● **About this exercise**
When you answer, give every record back exactly as written.

(Input material begins)

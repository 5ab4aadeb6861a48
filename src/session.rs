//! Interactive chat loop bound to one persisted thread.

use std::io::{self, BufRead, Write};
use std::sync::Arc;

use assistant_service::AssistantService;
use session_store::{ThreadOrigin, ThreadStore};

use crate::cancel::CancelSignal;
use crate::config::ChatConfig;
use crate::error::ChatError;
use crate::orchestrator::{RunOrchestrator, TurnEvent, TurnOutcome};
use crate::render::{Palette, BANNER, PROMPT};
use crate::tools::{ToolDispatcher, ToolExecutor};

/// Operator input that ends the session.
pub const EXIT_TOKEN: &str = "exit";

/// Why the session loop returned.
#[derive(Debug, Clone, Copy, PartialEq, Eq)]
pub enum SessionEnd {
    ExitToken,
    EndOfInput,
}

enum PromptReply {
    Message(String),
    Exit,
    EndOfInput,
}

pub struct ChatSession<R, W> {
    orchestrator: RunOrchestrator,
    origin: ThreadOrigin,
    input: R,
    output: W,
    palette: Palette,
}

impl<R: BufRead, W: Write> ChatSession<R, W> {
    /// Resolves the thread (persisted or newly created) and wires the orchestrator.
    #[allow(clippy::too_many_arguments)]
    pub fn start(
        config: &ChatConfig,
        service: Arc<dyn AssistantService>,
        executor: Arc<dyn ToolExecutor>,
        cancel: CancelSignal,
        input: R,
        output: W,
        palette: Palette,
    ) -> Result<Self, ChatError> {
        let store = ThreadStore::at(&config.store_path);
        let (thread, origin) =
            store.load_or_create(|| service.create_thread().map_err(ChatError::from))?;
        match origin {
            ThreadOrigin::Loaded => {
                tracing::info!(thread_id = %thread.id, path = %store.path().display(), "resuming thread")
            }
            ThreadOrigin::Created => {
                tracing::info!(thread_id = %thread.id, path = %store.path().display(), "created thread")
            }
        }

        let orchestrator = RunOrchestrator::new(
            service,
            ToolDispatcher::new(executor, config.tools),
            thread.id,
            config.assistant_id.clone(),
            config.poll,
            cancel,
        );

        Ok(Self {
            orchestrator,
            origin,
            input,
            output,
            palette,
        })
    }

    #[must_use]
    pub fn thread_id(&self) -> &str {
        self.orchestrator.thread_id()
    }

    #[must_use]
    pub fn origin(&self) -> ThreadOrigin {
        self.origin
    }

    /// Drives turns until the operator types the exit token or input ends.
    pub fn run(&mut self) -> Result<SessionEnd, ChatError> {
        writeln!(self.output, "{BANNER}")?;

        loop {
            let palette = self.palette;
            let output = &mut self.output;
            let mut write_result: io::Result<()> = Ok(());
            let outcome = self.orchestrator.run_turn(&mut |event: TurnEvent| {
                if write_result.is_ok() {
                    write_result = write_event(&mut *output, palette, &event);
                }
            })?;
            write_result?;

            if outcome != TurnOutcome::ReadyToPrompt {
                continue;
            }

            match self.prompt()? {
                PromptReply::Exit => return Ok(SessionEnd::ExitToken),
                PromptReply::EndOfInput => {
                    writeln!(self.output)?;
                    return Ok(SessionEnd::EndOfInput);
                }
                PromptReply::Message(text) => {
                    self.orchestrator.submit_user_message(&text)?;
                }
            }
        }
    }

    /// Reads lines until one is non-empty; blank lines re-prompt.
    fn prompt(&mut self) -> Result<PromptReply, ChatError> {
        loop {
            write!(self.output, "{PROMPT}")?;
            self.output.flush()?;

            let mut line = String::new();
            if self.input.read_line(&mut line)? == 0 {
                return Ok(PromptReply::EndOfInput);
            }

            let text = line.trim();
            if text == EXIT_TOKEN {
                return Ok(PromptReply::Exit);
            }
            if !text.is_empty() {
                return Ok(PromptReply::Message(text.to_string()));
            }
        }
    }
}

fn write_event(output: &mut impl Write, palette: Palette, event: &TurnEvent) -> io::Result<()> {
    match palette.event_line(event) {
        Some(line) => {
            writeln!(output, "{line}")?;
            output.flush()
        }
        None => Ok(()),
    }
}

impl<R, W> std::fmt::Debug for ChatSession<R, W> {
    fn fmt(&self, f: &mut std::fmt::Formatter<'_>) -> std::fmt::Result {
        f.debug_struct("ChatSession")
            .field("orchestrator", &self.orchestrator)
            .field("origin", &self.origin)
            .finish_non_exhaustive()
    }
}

(Input material ends)

● **Written answer**
repository 5ab4aadeb6861a48
filename src/session.rs
//! Interactive chat loop bound to one persisted thread.

use std::io::{self, BufRead, Write};
use std::sync::Arc;

use assistant_service::AssistantService;
use session_store::{ThreadOrigin, ThreadStore};

use crate::cancel::CancelSignal;
use crate::config::ChatConfig;
use crate::error::ChatError;
use crate::orchestrator::{RunOrchestrator, TurnEvent, TurnOutcome};
use crate::render::{Palette, BANNER, PROMPT};
use crate::tools::{ToolDispatcher, ToolExecutor};

/// Operator input that ends the session.
pub const EXIT_TOKEN: &str = "exit";

/// Why the session loop returned.
#[derive(Debug, Clone, Copy, PartialEq, Eq)]
pub enum SessionEnd {
    ExitToken,
    EndOfInput,
}

enum PromptReply {
    Message(String),
    Exit,
    EndOfInput,
}

pub struct ChatSession<R, W> {
    orchestrator: RunOrchestrator,
    origin: ThreadOrigin,
    input: R,
    output: W,
    palette: Palette,
}

impl<R: BufRead, W: Write> ChatSession<R, W> {
    /// Resolves the thread (persisted or newly created) and wires the orchestrator.
    #[allow(clippy::too_many_arguments)]
    pub fn start(
        config: &ChatConfig,
        service: Arc<dyn AssistantService>,
        executor: Arc<dyn ToolExecutor>,
        cancel: CancelSignal,
        input: R,
        output: W,
        palette: Palette,
    ) -> Result<Self, ChatError> {
        let store = ThreadStore::at(&config.store_path);
        let (thread, origin) =
            store.load_or_create(|| service.create_thread().map_err(ChatError::from))?;
        match origin {
            ThreadOrigin::Loaded => {
                tracing::info!(thread_id = %thread.id, path = %store.path().display(), "resuming thread")
            }
            ThreadOrigin::Created => {
                tracing::info!(thread_id = %thread.id, path = %store.path().display(), "created thread")
            }
        }

        let orchestrator = RunOrchestrator::new(
            service,
            ToolDispatcher::new(executor, config.tools),
            thread.id,
            config.assistant_id.clone(),
            config.poll,
            cancel,
        );

        Ok(Self {
            orchestrator,
            origin,
            input,
            output,
            palette,
        })
    }

    #[must_use]
    pub fn thread_id(&self) -> &str {
        self.orchestrator.thread_id()
    }

    #[must_use]
    pub fn origin(&self) -> ThreadOrigin {
        self.origin
    }

    /// Drives turns until the operator types the exit token or input ends.
    pub fn run(&mut self) -> Result<SessionEnd, ChatError> {
        writeln!(self.output, "{BANNER}")?;

        loop {
            let palette = self.palette;
            let output = &mut self.output;
            let mut write_result: io::Result<()> = Ok(());
            let outcome = self.orchestrator.run_turn(&mut |event: TurnEvent| {
                if write_result.is_ok() {
                    write_result = write_event(&mut *output, palette, &event);
                }
            })?;
            write_result?;

            if outcome != TurnOutcome::ReadyToPrompt {
                continue;
            }

            match self.prompt()? {
                PromptReply::Exit => return Ok(SessionEnd::ExitToken),
                PromptReply::EndOfInput => {
                    writeln!(self.output)?;
                    return Ok(SessionEnd::EndOfInput);
                }
                PromptReply::Message(text) => {
                    self.orchestrator.submit_user_message(&text)?;
                }
            }
        }
    }

    /// Reads lines until one is non-empty; blank lines re-prompt.
    fn prompt(&mut self) -> Result<PromptReply, ChatError> {
        loop {
            write!(self.output, "{PROMPT}")?;
            self.output.flush()?;

            let mut line = String::new();
            if self.input.read_line(&mut line)? == 0 {
                return Ok(PromptReply::EndOfInput);
            }

            let text = line.trim();
            if text == EXIT_TOKEN {
                return Ok(PromptReply::Exit);
            }
            if !text.is_empty() {
                return Ok(PromptReply::Message(text.to_string()));
            }
        }
    }
}

fn write_event(output: &mut impl Write, palette: Palette, event: &TurnEvent) -> io::Result<()> {
    match palette.event_line(event) {
        Some(line) => {
            writeln!(output, "{line}")?;
            output.flush()
        }
        None => Ok(()),
    }
}

impl<R, W> std::fmt::Debug for ChatSession<R, W> {
    fn fmt(&self, f: &mut std::fmt::Formatter<'_>) -> std::fmt::Result {
        f.debug_struct("ChatSession")
            .field("orchestrator", &self.orchestrator)
            .field("origin", &self.origin)
            .finish_non_exhaustive()
    }
}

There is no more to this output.